··· Provided records ···
impl StreamPipeline {
    pub fn new(
        provider: Arc<dyn CompletionProvider>,
        graph: GraphBuilder,
        config: GenerationConfig,
    ) -> Self {
        Self {
            provider,
            graph,
            config,
        }
    }

    pub fn tree_of_abstraction(&self, selection: &str) -> GenerationTask {
        GenerationTask {
            kind: GenerationKind::TreeOfAbstraction,
            request: prompts::tree_of_abstraction(selection),
        }
    }

    pub fn answer_question(&self, question: &str, system_prompt: Option<&str>) -> GenerationTask {
        GenerationTask {
            kind: GenerationKind::Answer,
            request: prompts::answer_question(question, system_prompt, &self.config),
        }
    }

    /// Prepare a recommendation task; the link neighbourhood is resolved now
    pub async fn recommend(&self, node_id: &str, node_content: &str) -> Result<GenerationTask> {
        let related = self.graph.related(node_content).await?;
        tracing::debug!(
            node = %node_id,
            first_degree = related.first_degree.len(),
            second_degree = related.second_degree.len(),
            "Resolved recommendation context"
        );
        Ok(GenerationTask {
            kind: GenerationKind::Recommendation,
            request: prompts::recommend(node_id, node_content, &related),
        })
    }

    /// Run `task` and stream its events.
    ///
    /// The stream always ends with exactly one [`StreamEvent::Complete`] and
    /// yields nothing after it.
    pub fn drive(
        &self,
        task: GenerationTask,
        session_id: String,
    ) -> impl Stream<Item = StreamEvent> + Send + 'static {
        let provider = self.provider.clone();

        async_stream::stream! {
            let mut guard = StreamGuard::attached(session_id);
            tracing::debug!(
                session = %guard.session,
                kind = %task.kind,
                provider = provider.name(),
                "Opening upstream generation"
            );

            match provider.open(&task.request).await {
                Ok(mut upstream) => {
                    while let Some(item) = upstream.next().await {
                        let payload = match item {
                            Ok(payload) => payload,
                            Err(e) => {
                                tracing::warn!(session = %guard.session, "Upstream stream failed: {}", e);
                                yield StreamEvent::Error(escape_line_breaks(&e.to_string()));
                                break;
                            }
                        };

                        let chunk = match decode_chunk(&payload) {
                            Ok(chunk) => chunk,
                            Err(e) => {
                                tracing::debug!(session = %guard.session, "Skipping incomplete chunk: {}", e);
                                continue;
                            }
                        };

                        if let Some(text) = chunk.text.filter(|t| !t.is_empty()) {
                            yield StreamEvent::Fragment(escape_fragment(&text));
                        }

                        if let Some(reason) = chunk.finish_reason {
                            tracing::debug!(session = %guard.session, reason = %reason, "Upstream finished");
                            break;
                        }
                    }
                }
                Err(e) => {
                    tracing::warn!(session = %guard.session, "Failed to open upstream generation: {}", e);
                    yield StreamEvent::Error(escape_line_breaks(&e.to_string()));
                }
            }

            guard.complete();
            yield StreamEvent::Complete;
        }
    }
}
//! Unified API router for InsightMap
//!
//! Merges the module routers into a single axum `Router` with CORS,
//! request tracing and a consistent error envelope.
//!
//! ## Endpoint Map
//!
//! | Path                         | Module     | Description                    |
//! |------------------------------|------------|--------------------------------|
//! | `/health`                    | api        | Health probe                   |
//! | `/graph`, `/graph/*`         | node       | Node CRUD, tags, whole graph   |
//! | `/generate_*`                | generation | Register a generation session  |
//! | `/request_sse`               | generation | Stream a session's fragments   |

use crate::error::Error;
use crate::generation::{generation_router, GenerationState};
use crate::node::{graph_router, GraphState};
use axum::{
    http::{header, Method, StatusCode},
    response::{IntoResponse, Response},
    routing::get,
    Json, Router,
};
use serde::Serialize;
use tower_http::cors::{Any, CorsLayer};
use tower_http::trace::TraceLayer;

/// Build the complete InsightMap HTTP application
pub fn build_app(
    graph_state: GraphState,
    generation_state: GenerationState,
    cors_origins: &[String],
) -> Router {
    Router::new()
        .route("/health", get(health_check))
        .merge(graph_router(graph_state))
        .merge(generation_router(generation_state))
        .layer(build_cors(cors_origins))
        .layer(TraceLayer::new_for_http())
}

// =============================================================================
// Error envelope
// =============================================================================

/// Error response body: `{"success": false, "error": {"code", "message"}}`
#[derive(Debug, Serialize)]
pub struct ApiErrorBody {
    pub success: bool,
    pub error: ApiErrorDetail,
}

/// API error detail
#[derive(Debug, Serialize)]
pub struct ApiErrorDetail {
    pub code: String,
    pub message: String,
}

/// An error rendered as an HTTP response
#[derive(Debug)]
pub struct ApiError {
    status: StatusCode,
    body: ApiErrorBody,
}

impl ApiError {
    fn new(status: StatusCode, code: &str, message: impl Into<String>) -> Self {
        Self {
            status,
            body: ApiErrorBody {
                success: false,
                error: ApiErrorDetail {
                    code: code.to_string(),
                    message: message.into(),
                },
            },
        }
    }

    pub fn not_found(message: impl Into<String>) -> Self {
        Self::new(StatusCode::NOT_FOUND, "NOT_FOUND", message)
    }

    pub fn bad_request(message: impl Into<String>) -> Self {
        Self::new(StatusCode::BAD_REQUEST, "BAD_REQUEST", message)
    }

    pub fn internal(message: impl Into<String>) -> Self {
        Self::new(StatusCode::INTERNAL_SERVER_ERROR, "INTERNAL_ERROR", message)
    }

    pub fn status(&self) -> StatusCode {
        self.status
    }
}

impl From<Error> for ApiError {
    fn from(err: Error) -> Self {
        match err {
            Error::NotFound(_) => Self::not_found(err.to_string()),
            Error::InvalidNodeId(_) | Error::InvalidTag(_) => Self::bad_request(err.to_string()),
            other => {
                tracing::error!("Request failed: {}", other);
                Self::internal(other.to_string())
            }
        }
    }
}

impl IntoResponse for ApiError {
    fn into_response(self) -> Response {
        (self.status, Json(self.body)).into_response()
    }
}

// =============================================================================
// Root handlers
// =============================================================================

#[derive(Serialize)]
struct HealthResponse {
    status: String,
    version: String,
}

async fn health_check() -> impl IntoResponse {
    Json(HealthResponse {
        status: "ok".to_string(),
        version: env!("CARGO_PKG_VERSION").to_string(),
    })
}

// =============================================================================
// CORS
// =============================================================================

fn build_cors(origins: &[String]) -> CorsLayer {
    let cors = CorsLayer::new()
        .allow_methods([Method::GET, Method::POST, Method::DELETE, Method::OPTIONS])
        .allow_headers([header::CONTENT_TYPE, header::ACCEPT, header::CACHE_CONTROL]);

    if origins.is_empty() {
        cors.allow_origin(Any)
    } else {
        let parsed: Vec<_> = origins.iter().filter_map(|o| o.parse().ok()).collect();
        cors.allow_origin(parsed)
    }
}
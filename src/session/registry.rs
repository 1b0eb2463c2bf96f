//! Generation session registry
//!
//! Maps opaque session ids to one pending task each. A task is handed out to
//! the first consumer that attaches and removed at that point; a second attach
//! to the same id finds nothing. Unattached entries expire after a TTL.

use crate::error::{Error, Result};
use std::collections::HashMap;
use std::sync::{Arc, Weak};
use std::time::Duration;
use tokio::sync::{Mutex, RwLock};
use tokio::task::JoinHandle;
use uuid::Uuid;

/// Lifecycle of one generation request
#[derive(Debug, Clone, Copy, PartialEq, Eq)]
pub enum SessionState {
    /// Task registered, nobody attached yet
    Created,
    /// A consumer is draining fragments
    Attached,
    /// Completion sentinel emitted
    Completed,
    /// Consumer went away before completion
    Abandoned,
}

impl std::fmt::Display for SessionState {
    fn fmt(&self, f: &mut std::fmt::Formatter<'_>) -> std::fmt::Result {
        match self {
            Self::Created => write!(f, "created"),
            Self::Attached => write!(f, "attached"),
            Self::Completed => write!(f, "completed"),
            Self::Abandoned => write!(f, "abandoned"),
        }
    }
}

struct PendingSession<T> {
    task: T,
    created_at: i64,
}

/// Registry of pending generation tasks
pub struct SessionRegistry<T> {
    sessions: Arc<RwLock<HashMap<String, PendingSession<T>>>>,
    ttl: Duration,
    sweeper: Mutex<Option<JoinHandle<()>>>,
}

impl<T> SessionRegistry<T>
where
    T: Send + Sync + 'static,
{
    /// Create an empty registry whose entries expire after `ttl`
    pub fn new(ttl: Duration) -> Self {
        Self {
            sessions: Arc::new(RwLock::new(HashMap::new())),
            ttl,
            sweeper: Mutex::new(None),
        }
    }

    pub fn ttl(&self) -> Duration {
        self.ttl
    }

    fn is_expired(&self, created_at: i64, now: i64) -> bool {
        let ttl_ms = i64::try_from(self.ttl.as_millis()).unwrap_or(i64::MAX);
        now.saturating_sub(created_at) > ttl_ms
    }

    /// Store a task under a fresh id and return the id
    pub async fn create(&self, task: T) -> String {
        let mut sessions = self.sessions.write().await;
        let mut id = Uuid::new_v4().to_string();
        while sessions.contains_key(&id) {
            id = Uuid::new_v4().to_string();
        }

        sessions.insert(
            id.clone(),
            PendingSession {
                task,
                created_at: chrono::Utc::now().timestamp_millis(),
            },
        );

        tracing::info!(session = %id, state = %SessionState::Created, "Registered generation session");
        id
    }

    /// Take the task for `id`. The entry is removed; expired entries count as absent.
    pub async fn consume(&self, id: &str) -> Result<T> {
        let pending = self
            .sessions
            .write()
            .await
            .remove(id)
            .ok_or_else(|| Error::session_not_found(id))?;

        if self.is_expired(pending.created_at, chrono::Utc::now().timestamp_millis()) {
            tracing::debug!(session = %id, "Session expired before attach");
            return Err(Error::session_not_found(id));
        }

        tracing::info!(session = %id, state = %SessionState::Attached, "Session attached");
        Ok(pending.task)
    }

    /// Whether `id` is pending and not expired
    pub async fn contains(&self, id: &str) -> bool {
        let now = chrono::Utc::now().timestamp_millis();
        self.sessions
            .read()
            .await
            .get(id)
            .is_some_and(|p| !self.is_expired(p.created_at, now))
    }

    /// Number of pending entries, including expired ones not yet swept
    pub async fn len(&self) -> usize {
        self.sessions.read().await.len()
    }

    pub async fn is_empty(&self) -> bool {
        self.sessions.read().await.is_empty()
    }

    /// Drop every expired entry, returning how many were removed
    pub async fn purge_expired(&self) -> usize {
        let now = chrono::Utc::now().timestamp_millis();
        let mut sessions = self.sessions.write().await;
        let before = sessions.len();
        sessions.retain(|_, p| !self.is_expired(p.created_at, now));
        let purged = before - sessions.len();

        if purged > 0 {
            tracing::info!("Purged {} expired generation sessions", purged);
        }
        purged
    }

    /// Run [`purge_expired`](Self::purge_expired) every `interval` until
    /// [`shutdown`](Self::shutdown) or until the registry is dropped.
    pub async fn spawn_sweeper(self: &Arc<Self>, interval: Duration) {
        let weak: Weak<Self> = Arc::downgrade(self);
        let handle = tokio::spawn(async move {
            let mut ticker = tokio::time::interval(interval);
            ticker.tick().await;
            loop {
                ticker.tick().await;
                let Some(registry) = weak.upgrade() else {
                    break;
                };
                registry.purge_expired().await;
            }
        });

        if let Some(previous) = self.sweeper.lock().await.replace(handle) {
            previous.abort();
        }
    }

    /// Stop the sweeper and discard all pending sessions
    pub async fn shutdown(&self) -> usize {
        if let Some(handle) = self.sweeper.lock().await.take() {
            handle.abort();
        }

        let mut sessions = self.sessions.write().await;
        let dropped = sessions.len();
        sessions.clear();

        tracing::info!(dropped, "Session registry shut down");
        dropped
    }
}
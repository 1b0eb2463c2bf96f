//! Inline node links: `[display text](<node:TargetId>)`

use regex::Regex;
use std::collections::HashSet;
use std::sync::OnceLock;

fn link_pattern() -> &'static Regex {
    static PATTERN: OnceLock<Regex> = OnceLock::new();
    PATTERN.get_or_init(|| {
        Regex::new(r"\[([^\]]+)\]\(<node:([^>]+)>\)").expect("link pattern is valid")
    })
}

/// Unique link targets in `content`, in order of first appearance
pub fn extract_links(content: &str) -> Vec<String> {
    let mut seen = HashSet::new();
    link_pattern()
        .captures_iter(content)
        .filter_map(|caps| caps.get(2))
        .map(|m| m.as_str())
        .filter(|target| seen.insert(*target))
        .map(str::to_string)
        .collect()
}

#[cfg(test)]
mod tests {
    use super::*;

    #[test]
    fn test_single_link() {
        assert_eq!(extract_links("see [B](<node:B>)"), vec!["B".to_string()]);
    }

    #[test]
    fn test_duplicate_targets_collapse() {
        let content = "[first](<node:B>) and [again](<node:B>) then [c](<node:C>)";
        assert_eq!(extract_links(content), vec!["B".to_string(), "C".to_string()]);
    }

    #[test]
    fn test_display_text_ignored() {
        let content = "[Some Title](<node:Target Node>)";
        assert_eq!(extract_links(content), vec!["Target Node".to_string()]);
    }

    #[test]
    fn test_non_node_links_ignored() {
        let content = "[web](https://example.com) [img](<image:x.png>) [](<node:Empty>)";
        assert!(extract_links(content).is_empty());
    }

    #[test]
    fn test_links_across_lines() {
        let content = "first [A](<node:A>)\nsecond [B](<node:B>)<br>[A](<node:A>)";
        assert_eq!(extract_links(content), vec!["A".to_string(), "B".to_string()]);
    }

    #[test]
    fn test_empty_content() {
        assert!(extract_links("").is_empty());
    }
}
···
▶ **Exercise brief**
Pick out each line in the material containing "while".

▶ **Expected answer**
                    while let Some(item) = upstream.next().await {
        while sessions.contains_key(&id) {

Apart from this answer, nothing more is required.